Over the past six months, my feed reading habits have evolved. I used to read summary feeds in a desktop reader, but I’ve moved towards the more common model of reading full post feeds in a web based reader.
I wasn’t really conscious of this change, until I read Meg’s Hey You! Yes you, with the Partial Feed. I started off by defending summary feeds, but ended up realising that I’d come to value full post feeds as much as most bloggers.
After some further thought, I realised that there are two distinct models of feed reading, which I outline briefly below.
The Aggregated Feed Model
When I started blogging, I mostly read aggregated feeds, such as the one for the BUMPzee No NoFollow community.
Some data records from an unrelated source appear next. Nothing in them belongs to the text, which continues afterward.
//! Effect command types for tracker rows.

/// Effect tag as stored in a row, before its nibbles are interpreted.
#[derive(Clone, Copy, Debug, Default, PartialEq, Eq, Hash)]
pub enum EffectType {
    /// Unrecognised command or empty effect column
    #[default]
    Unknown,
    Arpeggio,
    PitchSlideUp,
    PitchSlideDown,
    SlideToNote,
    Vibrato,
    SlideToNoteWithVolumeSlide,
    VibratoWithVolumeSlide,
    InstrumentOffset,
    VolumeSlide,
    PositionJump,
    SetVolume,
    PatternBreak,
    FineVolumeSlideUp,
    FineVolumeSlideDown,
    SetFineTune,
    ChangeSpeed,
}

/// Highest row a pattern break may target.
pub const MAX_BREAK_ROW: u8 = 63;

/// Highest order-list position a position jump may target.
pub const MAX_JUMP_POSITION: u8 = 127;

/// BPM threshold for the speed command: below it sets ticks per row.
pub const SPEED_TEMPO_THRESHOLD: u8 = 32;

/// Decoded effect with its parameters.
///
/// Built from an [`EffectType`] and the row's X/Y nibbles via
/// [`Effect::decode`]. The playback engine matches on this exhaustively.
#[derive(Clone, Copy, Debug, Default, PartialEq, Eq)]
pub enum Effect {
    #[default]
    None,

    // === Pitch ===
    /// Cycle between note, note+x and note+y semitones each tick
    Arpeggio { x: u8, y: u8 },
    /// Decrease the period by amount per tick
    PitchSlideUp(u8),
    /// Increase the period by amount per tick
    PitchSlideDown(u8),
    /// Slide toward the target note; 0 reuses the previous step
    SlideToNote(u8),
    /// Vibrato; a zero nibble keeps the previous rate/depth
    Vibrato { rate: u8, depth: u8 },
    /// Continue slide-to-note while sliding volume
    SlideToNoteVolumeSlide(i8),
    /// Continue vibrato while sliding volume
    VibratoVolumeSlide(i8),
    /// Per-note fine-tune override (-8 to +7)
    SetFineTune(i8),

    // === Volume ===
    /// Volume delta per tick (positive = up)
    VolumeSlide(i8),
    /// Set channel volume (0-64)
    SetVolume(u8),
    /// Raise volume once at row start
    FineVolumeSlideUp(u8),
    /// Lower volume once at row start
    FineVolumeSlideDown(u8),

    // === Sample ===
    /// Start the note at this frame offset
    InstrumentOffset(u32),

    // === Song flow ===
    /// Jump to order-list position
    PositionJump(u8),
    /// Break to row in the next pattern
    PatternBreak(u8),
    /// Set ticks per row
    SetTicksPerRow(u8),
    /// Set beats per minute
    SetBpm(u8),
}

impl Effect {
    /// Interpret an effect tag and its two 4-bit parameters.
    pub fn decode(kind: EffectType, x: u8, y: u8) -> Effect {
        let x = x & 0x0F;
        let y = y & 0x0F;
        let byte = (x << 4) | y;

        match kind {
            EffectType::Unknown => Effect::None,
            EffectType::Arpeggio if byte == 0 => Effect::None,
            EffectType::Arpeggio => Effect::Arpeggio { x, y },
            EffectType::PitchSlideUp => Effect::PitchSlideUp(byte),
            EffectType::PitchSlideDown => Effect::PitchSlideDown(byte),
            EffectType::SlideToNote => Effect::SlideToNote(byte),
            EffectType::Vibrato => Effect::Vibrato { rate: x, depth: y },
            EffectType::SlideToNoteWithVolumeSlide => {
                Effect::SlideToNoteVolumeSlide(nibbles_to_slide(x, y))
            }
            EffectType::VibratoWithVolumeSlide => {
                Effect::VibratoVolumeSlide(nibbles_to_slide(x, y))
            }
            EffectType::InstrumentOffset => {
                Effect::InstrumentOffset(x as u32 * 4096 + y as u32 * 256)
            }
            EffectType::VolumeSlide => Effect::VolumeSlide(nibbles_to_slide(x, y)),
            EffectType::PositionJump => Effect::PositionJump(byte.min(MAX_JUMP_POSITION)),
            EffectType::SetVolume => Effect::SetVolume(byte.min(64)),
            EffectType::PatternBreak => Effect::PatternBreak((x * 10 + y).min(MAX_BREAK_ROW)),
            EffectType::FineVolumeSlideUp => Effect::FineVolumeSlideUp(y),
            EffectType::FineVolumeSlideDown => Effect::FineVolumeSlideDown(y),
            EffectType::SetFineTune => {
                Effect::SetFineTune(if y >= 8 { y as i8 - 16 } else { y as i8 })
            }
            EffectType::ChangeSpeed if byte < SPEED_TEMPO_THRESHOLD => Effect::SetTicksPerRow(byte),
            EffectType::ChangeSpeed => Effect::SetBpm(byte),
        }
    }

    /// Returns true for effects that tie into the current note instead of
    /// restarting it.
    pub fn is_slide_to_note(&self) -> bool {
        matches!(self, Effect::SlideToNote(_) | Effect::SlideToNoteVolumeSlide(_))
    }

    /// Returns true for effects that run the vibrato oscillator.
    pub fn is_vibrato(&self) -> bool {
        matches!(self, Effect::Vibrato { .. } | Effect::VibratoVolumeSlide(_))
    }

    /// Per-tick volume delta, if this effect slides volume.
    pub fn volume_slide(&self) -> Option<i8> {
        match self {
            Effect::VolumeSlide(d)
            | Effect::VibratoVolumeSlide(d)
            | Effect::SlideToNoteVolumeSlide(d) => Some(*d),
            _ => None,
        }
    }

    /// Returns true for effects that end the current pattern.
    pub fn ends_pattern(&self) -> bool {
        matches!(self, Effect::PatternBreak(_) | Effect::PositionJump(_))
    }
}

/// Convert volume slide nibbles to a signed delta. X wins when both are set.
fn nibbles_to_slide(x: u8, y: u8) -> i8 {
    if x > 0 {
        x as i8
    } else {
        -(y as i8)
    }
}

#[cfg(test)]
mod tests {
    use super::*;

    #[test]
    fn zero_arpeggio_is_no_effect() {
        assert_eq!(Effect::decode(EffectType::Arpeggio, 0, 0), Effect::None);
        assert_eq!(
            Effect::decode(EffectType::Arpeggio, 3, 7),
            Effect::Arpeggio { x: 3, y: 7 }
        );
    }

    #[test]
    fn pattern_break_is_decimal_and_clamped() {
        assert_eq!(Effect::decode(EffectType::PatternBreak, 1, 6), Effect::PatternBreak(16));
        assert_eq!(Effect::decode(EffectType::PatternBreak, 9, 9), Effect::PatternBreak(63));
    }

    #[test]
    fn position_jump_is_hex_and_clamped() {
        assert_eq!(Effect::decode(EffectType::PositionJump, 0, 5), Effect::PositionJump(5));
        assert_eq!(Effect::decode(EffectType::PositionJump, 0xF, 0xF), Effect::PositionJump(127));
    }

    #[test]
    fn change_speed_splits_at_32() {
        assert_eq!(Effect::decode(EffectType::ChangeSpeed, 0, 6), Effect::SetTicksPerRow(6));
        assert_eq!(Effect::decode(EffectType::ChangeSpeed, 1, 0xF), Effect::SetTicksPerRow(31));
        assert_eq!(Effect::decode(EffectType::ChangeSpeed, 2, 0), Effect::SetBpm(32));
        assert_eq!(Effect::decode(EffectType::ChangeSpeed, 7, 0xD), Effect::SetBpm(125));
    }

    #[test]
    fn set_volume_clamps_to_64() {
        assert_eq!(Effect::decode(EffectType::SetVolume, 4, 0), Effect::SetVolume(64));
        assert_eq!(Effect::decode(EffectType::SetVolume, 0xF, 0xF), Effect::SetVolume(64));
        assert_eq!(Effect::decode(EffectType::SetVolume, 2, 0), Effect::SetVolume(32));
    }

    #[test]
    fn fine_tune_nibble_is_signed() {
        assert_eq!(Effect::decode(EffectType::SetFineTune, 0, 7), Effect::SetFineTune(7));
        assert_eq!(Effect::decode(EffectType::SetFineTune, 0, 8), Effect::SetFineTune(-8));
        assert_eq!(Effect::decode(EffectType::SetFineTune, 0, 0xF), Effect::SetFineTune(-1));
    }

    #[test]
    fn instrument_offset_in_frames() {
        assert_eq!(
            Effect::decode(EffectType::InstrumentOffset, 1, 2),
            Effect::InstrumentOffset(4096 + 512)
        );
    }

    #[test]
    fn volume_slide_prefers_up_nibble() {
        assert_eq!(Effect::decode(EffectType::VolumeSlide, 4, 0), Effect::VolumeSlide(4));
        assert_eq!(Effect::decode(EffectType::VolumeSlide, 0, 3), Effect::VolumeSlide(-3));
        assert_eq!(
            Effect::decode(EffectType::VibratoWithVolumeSlide, 0, 2).volume_slide(),
            Some(-2)
        );
    }

    #[test]
    fn effect_classes() {
        assert!(Effect::SlideToNote(0).is_slide_to_note());
        assert!(Effect::SlideToNoteVolumeSlide(1).is_slide_to_note());
        assert!(!Effect::Vibrato { rate: 1, depth: 1 }.is_slide_to_note());
        assert!(Effect::VibratoVolumeSlide(-1).is_vibrato());
        assert!(Effect::PatternBreak(0).ends_pattern());
        assert!(!Effect::SetVolume(0).ends_pattern());
    }
}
I’d get hundreds of entries streaming past, many on topics I wasn’t interested in. I’d pick out the small number I wanted to read and visit the site.
For this sort of feed reading, I prefer summary feeds. When I’m skimming through hundreds, or even thousands entries, the full post is a distraction - I read too much before discarding something I don’t really want to read.
With this model, reading is based on the topic, not who is writing it.
The Individual Feed Model
I’ve slowly moved toward reading a small number of individual feeds, from sites that I’ve become a loyal reader of.
For these sites, I’m going to read everything they write. I’m not skimming, so having the full text feed is much preferable. It’s a real time saver […]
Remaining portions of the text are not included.